What means have I used to get what I want and need? What might work better to get my needs met?

Assumptions, expectations, martyrdom, evasiveness, secrets. What might have worked better to get my needs met would be to have followed through on so many of the ultimatums made over the years. Holding myself accountable to my own standards would've put me into a better position to not have continued those worthless REactions.

How do I feel when the alcoholic refuses to be and do what I want? How do I respond?

I feel resentful, sad, and angry. I respond usually with those feelings or by wrapping the safe blanket of denial around myself and disappearing into my fantasy-reality in my head. The "what-ifs" and the "when I...." and the "someday"s...

What would happen if I stopped trying to change the alcoholic or anyone else?

Then I would have to keep true to my boundaries. I'd have to expect action from myself backing up my words.

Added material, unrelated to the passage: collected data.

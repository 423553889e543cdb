//! WebSocket streaming subsystem.
//!
//! # Data Flow
//! ```text
//! upgraded socket
//!     → session.rs (receive loop, one task per session)
//!     → frame.rs (classify: binary / text / control)
//!     → EventSink (one structured event per data frame)
//! ```
//!
//! # Design Decisions
//! - Each session exclusively owns its socket; sessions share no state
//! - Frames are ephemeral: classified, logged, dropped
//! - The loop observes the shutdown broadcast between frame reads

pub mod frame;
pub mod session;

pub use frame::{classify, Frame, FrameKind};
pub use session::{CloseReason, Session, SessionId, SessionState};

How can I let go of others’ problems instead of trying to solve them?

I can pray to my HP for help in acceptance and patience.

Am I looking for a quick fix to my problems? Is there one?

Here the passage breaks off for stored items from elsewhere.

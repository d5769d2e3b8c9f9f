// SPDX-License-Identifier: MPL-2.0
// This Source Code Form is subject to the terms of the Mozilla Public
// License, v. 2.0. If a copy of the MPL was not distributed with this
// file, You can obtain one at https://mozilla.org/MPL/2.0/.

//! Watcher facade.

use std::fmt;
use std::sync::Arc;

use chrono::{DateTime, Utc};
use serde::Serialize;
use tokio::sync::{broadcast, watch};

use crate::config::WatcherConfig;
use crate::connectivity::{Connectivity, ConnectivityCell};
use crate::error::Result;
use crate::event::{EventBus, WatchEvent};
use crate::registry::DeviceRegistry;
use crate::router::UplinkRouter;
use crate::state::{AggregateState, StateStore, WindowState};
use crate::status::{DisplayStatus, compute_display_status};
use crate::supervisor::{Supervisor, SupervisorHandle};
use crate::transport::{EventReceiver, Transport};

/// Watches a fixed set of window sensors through a TTN MQTT broker.
///
/// Creating a watcher starts the connection supervisor right away; it keeps
/// reconnecting until [`WindowWatcher::shutdown`] is called. All accessors
/// are cheap and never wait on the network.
///
/// # Examples
///
/// ```no_run
/// use window_watcher::{WatcherConfig, WindowWatcher};
///
/// #[tokio::main]
/// async fn main() -> window_watcher::Result<()> {
///     let config = WatcherConfig::from_json_file("window-watcher.json")?;
///     let watcher = WindowWatcher::start(config);
///
///     let mut events = watcher.subscribe();
///     while events.recv().await.is_ok() {
///         let status = watcher.status();
///         println!("{}: {}", status.display_status, status.status_message);
///     }
///
///     watcher.shutdown().await
/// }
/// ```
#[derive(Debug)]
pub struct WindowWatcher {
    config: WatcherConfig,
    registry: Arc<DeviceRegistry>,
    store: StateStore,
    connectivity: ConnectivityCell,
    events: EventBus,
    supervisor: SupervisorHandle,
}

impl WindowWatcher {
    /// Starts a watcher on the `rumqttc` transport.
    ///
    /// Must be called from within a Tokio runtime.
    #[cfg(feature = "mqtt")]
    #[must_use]
    pub fn start(config: WatcherConfig) -> Self {
        let (transport, transport_rx) = crate::transport::RumqttTransport::new(&config);
        Self::with_transport(config, transport, transport_rx)
    }

    /// Starts a watcher on a custom transport.
    ///
    /// `transport_rx` must receive the events `transport` reports.
    /// Must be called from within a Tokio runtime.
    #[must_use]
    pub fn with_transport<T: Transport>(
        config: WatcherConfig,
        transport: T,
        transport_rx: EventReceiver,
    ) -> Self {
        let registry = Arc::new(DeviceRegistry::new(config.devices().iter().cloned()));
        let store = StateStore::new(registry.len());
        let connectivity = ConnectivityCell::new();
        let events = EventBus::new();

        let router = UplinkRouter::new(Arc::clone(&registry), store.clone(), events.clone());
        let supervisor = Supervisor::new(
            &config,
            transport,
            transport_rx,
            router,
            connectivity.clone(),
            events.clone(),
        )
        .spawn();

        tracing::info!(
            application = %config.application_id(),
            devices = registry.len(),
            "Window watcher started"
        );

        Self {
            config,
            registry,
            store,
            connectivity,
            events,
            supervisor,
        }
    }

    /// Returns a fresh view of the watcher for presentation.
    #[must_use]
    pub fn status(&self) -> StatusSnapshot {
        let connectivity = self.connectivity.get();
        let state = self.store.snapshot();
        StatusSnapshot::new(&self.registry, &state, connectivity)
    }

    /// Returns the current connectivity.
    #[must_use]
    pub fn connectivity(&self) -> Connectivity {
        self.connectivity.get()
    }

    /// Returns a consistent copy of the aggregate state.
    #[must_use]
    pub fn state(&self) -> AggregateState {
        self.store.snapshot()
    }

    /// Subscribes to events published after this call.
    #[must_use]
    pub fn subscribe(&self) -> broadcast::Receiver<WatchEvent> {
        self.events.subscribe()
    }

    /// Returns a receiver that observes every connectivity change.
    #[must_use]
    pub fn watch_connectivity(&self) -> watch::Receiver<Connectivity> {
        self.connectivity.watch()
    }

    /// Returns a receiver that observes every applied reading.
    #[must_use]
    pub fn watch_state(&self) -> watch::Receiver<AggregateState> {
        self.store.watch()
    }

    /// Returns the device registry.
    #[must_use]
    pub fn registry(&self) -> &DeviceRegistry {
        &self.registry
    }

    /// Returns the configuration the watcher was started with.
    #[must_use]
    pub fn config(&self) -> &WatcherConfig {
        &self.config
    }

    /// Unsubscribes, disconnects and stops the supervisor.
    ///
    /// Readings are kept; a final [`WindowWatcher::status`] is no longer
    /// available after this call, so read it first if needed.
    ///
    /// # Errors
    ///
    /// Returns [`Error::SupervisorStopped`](crate::Error::SupervisorStopped)
    /// if the supervisor task had already failed.
    pub async fn shutdown(self) -> Result<()> {
        tracing::info!("Window watcher shutting down");
        self.supervisor.shutdown().await
    }
}

/// One monitored window in a [`StatusSnapshot`].
#[derive(Debug, Clone, PartialEq, Eq, Serialize)]
pub struct WindowSnapshot {
    /// Configured device id.
    pub device_id: String,
    /// Last reported state.
    pub state: WindowState,
}

/// Everything a display needs, captured at one instant.
#[derive(Debug, Clone, PartialEq, Eq, Serialize)]
pub struct StatusSnapshot {
    /// Overall verdict.
    pub display_status: DisplayStatus,
    /// Connectivity description, e.g. `"subscribed"` or `"connection lost"`.
    pub status_message: String,
    /// Number of applied uplinks.
    pub message_count: u64,
    /// Broker connectivity.
    pub connectivity: Connectivity,
    /// Windows in slot order.
    pub windows: Vec<WindowSnapshot>,
    /// Time of the last applied uplink.
    pub last_update: Option<DateTime<Utc>>,
}

impl StatusSnapshot {
    fn new(registry: &DeviceRegistry, state: &AggregateState, connectivity: Connectivity) -> Self {
        let windows = registry
            .iter()
            .map(|(slot, device_id)| WindowSnapshot {
                device_id: device_id.to_string(),
                state: state.reading(slot).unwrap_or_default(),
            })
            .collect();

        Self {
            display_status: compute_display_status(state, connectivity.state),
            status_message: connectivity.description.clone(),
            message_count: state.message_count(),
            connectivity,
            windows,
            last_update: state.last_update(),
        }
    }
}

impl fmt::Display for StatusSnapshot {
    fn fmt(&self, f: &mut fmt::Formatter<'_>) -> fmt::Result {
        write!(
            f,
            "{} [{}, {} messages]",
            self.display_status.headline(),
            self.status_message,
            self.message_count
        )?;
        for window in &self.windows {
            write!(f, " {}={}", window.device_id, window.state)?;
        }
        Ok(())
    }
}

I have in the past. Which has wallowed me in further to my situation and into my illness. There is no quick fix. There is only steadfast study and huge doses of self-accountability.

In what situations do I feel excessive responsibility for other people?

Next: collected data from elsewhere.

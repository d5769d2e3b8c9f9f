// SPDX-License-Identifier: MPL-2.0
// This Source Code Form is subject to the terms of the Mozilla Public
// License, v. 2.0. If a copy of the MPL was not distributed with this
// file, You can obtain one at https://mozilla.org/MPL/2.0/.

//! Change notifications for the presentation layer.
//!
//! The [`EventBus`] broadcasts a [`WatchEvent`] whenever a reading is
//! applied, a message is dropped, or the connectivity changes. Subscribers
//! typically re-read the [`StatusSnapshot`](crate::StatusSnapshot) on each
//! event.
//!
//! # Examples
//!
//! ```
//! use window_watcher::connectivity::Connectivity;
//! use window_watcher::event::{EventBus, WatchEvent};
//!
//! let bus = EventBus::new();
//!
//! // Subscribe to events
//! let mut rx = bus.subscribe();
//!
//! // Publish an event
//! bus.publish(WatchEvent::ConnectivityChanged(Connectivity::default()));
//! ```

mod event_bus;
mod watch_event;

pub use event_bus::EventBus;
pub use watch_event::WatchEvent;
// SPDX-License-Identifier: MPL-2.0
// This Source Code Form is subject to the terms of the Mozilla Public
// License, v. 2.0. If a copy of the MPL was not distributed with this
// file, You can obtain one at https://mozilla.org/MPL/2.0/.

//! Integration tests for the rumqttc transport using mockforge-mqtt.

#![cfg(feature = "mqtt")]

use std::time::Duration;

use mockforge_mqtt::broker::MqttConfig;
use mockforge_mqtt::start_mqtt_server;
use tokio::sync::watch;
use tokio::time::{sleep, timeout};
use window_watcher::{
    Connectivity, ConnectivityState, DisplayStatus, WatcherConfig, WindowWatcher,
};

/// Helper to find an available port for testing.
fn get_test_port() -> u16 {
    use std::sync::atomic::{AtomicU16, Ordering};
    static PORT_COUNTER: AtomicU16 = AtomicU16::new(18950);
    PORT_COUNTER.fetch_add(1, Ordering::SeqCst)
}

/// Starts a mock MQTT broker on the given port.
async fn start_mock_broker(port: u16) {
    let config = MqttConfig {
        port,
        host: "127.0.0.1".to_string(),
        ..Default::default()
    };

    tokio::spawn(async move {
        let _ = start_mqtt_server(config).await;
    });

    // Give the broker time to bind
    sleep(Duration::from_millis(500)).await;
}

fn config(broker_url: &str) -> WatcherConfig {
    WatcherConfig::builder()
        .broker_url(broker_url)
        .application_id("office@ttn")
        .devices(["window-1", "window-2", "window-3", "window-4"])
        .connect_timeout(Duration::from_secs(2))
        .build()
        .unwrap()
}

async fn wait_for(
    rx: &mut watch::Receiver<Connectivity>,
    predicate: impl FnMut(&Connectivity) -> bool,
) -> Connectivity {
    timeout(Duration::from_secs(10), rx.wait_for(predicate))
        .await
        .expect("timed out waiting for connectivity")
        .expect("connectivity channel closed")
        .clone()
}

mod live_broker {
    use super::*;

    #[tokio::test]
    async fn reaches_live_connection() {
        let port = get_test_port();
        start_mock_broker(port).await;

        let watcher = WindowWatcher::start(config(&format!("mqtt://127.0.0.1:{port}")));
        let mut rx = watcher.watch_connectivity();

        let connectivity = wait_for(&mut rx, Connectivity::is_live).await;
        assert!(connectivity.is_live());

        // No uplinks yet
        assert_eq!(watcher.status().display_status, DisplayStatus::IncompleteData);
        assert_eq!(watcher.status().message_count, 0);

        watcher.shutdown().await.unwrap();
    }

    #[tokio::test]
    async fn shutdown_ends_disconnected() {
        let port = get_test_port();
        start_mock_broker(port).await;

        let watcher = WindowWatcher::start(config(&format!("tcp://127.0.0.1:{port}")));
        let mut rx = watcher.watch_connectivity();
        wait_for(&mut rx, Connectivity::is_live).await;

        watcher.shutdown().await.unwrap();

        let last = rx.borrow().clone();
        assert_eq!(
            last,
            Connectivity::new(ConnectivityState::Disconnected, "disconnected")
        );
    }
}

mod unreachable_broker {
    use super::*;

    #[tokio::test]
    async fn stays_not_connected() {
        // Nothing listens on this port
        let port = get_test_port();
        let watcher = WindowWatcher::start(config(&format!("127.0.0.1:{port}")));
        let mut rx = watcher.watch_connectivity();

        let connectivity = wait_for(&mut rx, |c| c.description == "connection failed").await;
        assert_eq!(connectivity.state, ConnectivityState::Connecting);

        let status = watcher.status();
        assert_eq!(status.display_status, DisplayStatus::NotConnected);
        assert_eq!(status.status_message, "connection failed");

        watcher.shutdown().await.unwrap();
    }
}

When I am faced with my qualifier's depression, sadness, or self-disappointment. I want to help him or prevent him from feeling badly.

In what situations do I feel shame or embarrassment for someone else’s behavior?

Public displays of alcoholism. The slurred speech, the unstable gait, the disrespectful treatment of me and talking down to me.

What brought me to Al-Anon? What did I hope to gain at that time? How have my expectations changed?

I have met the point at which I could blame no one else for my problems in life, I have met the end of my limits with my qualifier. I hope to gain insight and hope for my future. My expectations have changed in that I see how the disrepair of our relationship has helped to feed my qualifier's illness, and I don't want to feed it any more. I didn't expect to begin to think of my own better mental and physical health was not the only benefit, but that my qualifier would benefit also, by default.

Who has expressed concern about my behavior? My health? My children? Give examples.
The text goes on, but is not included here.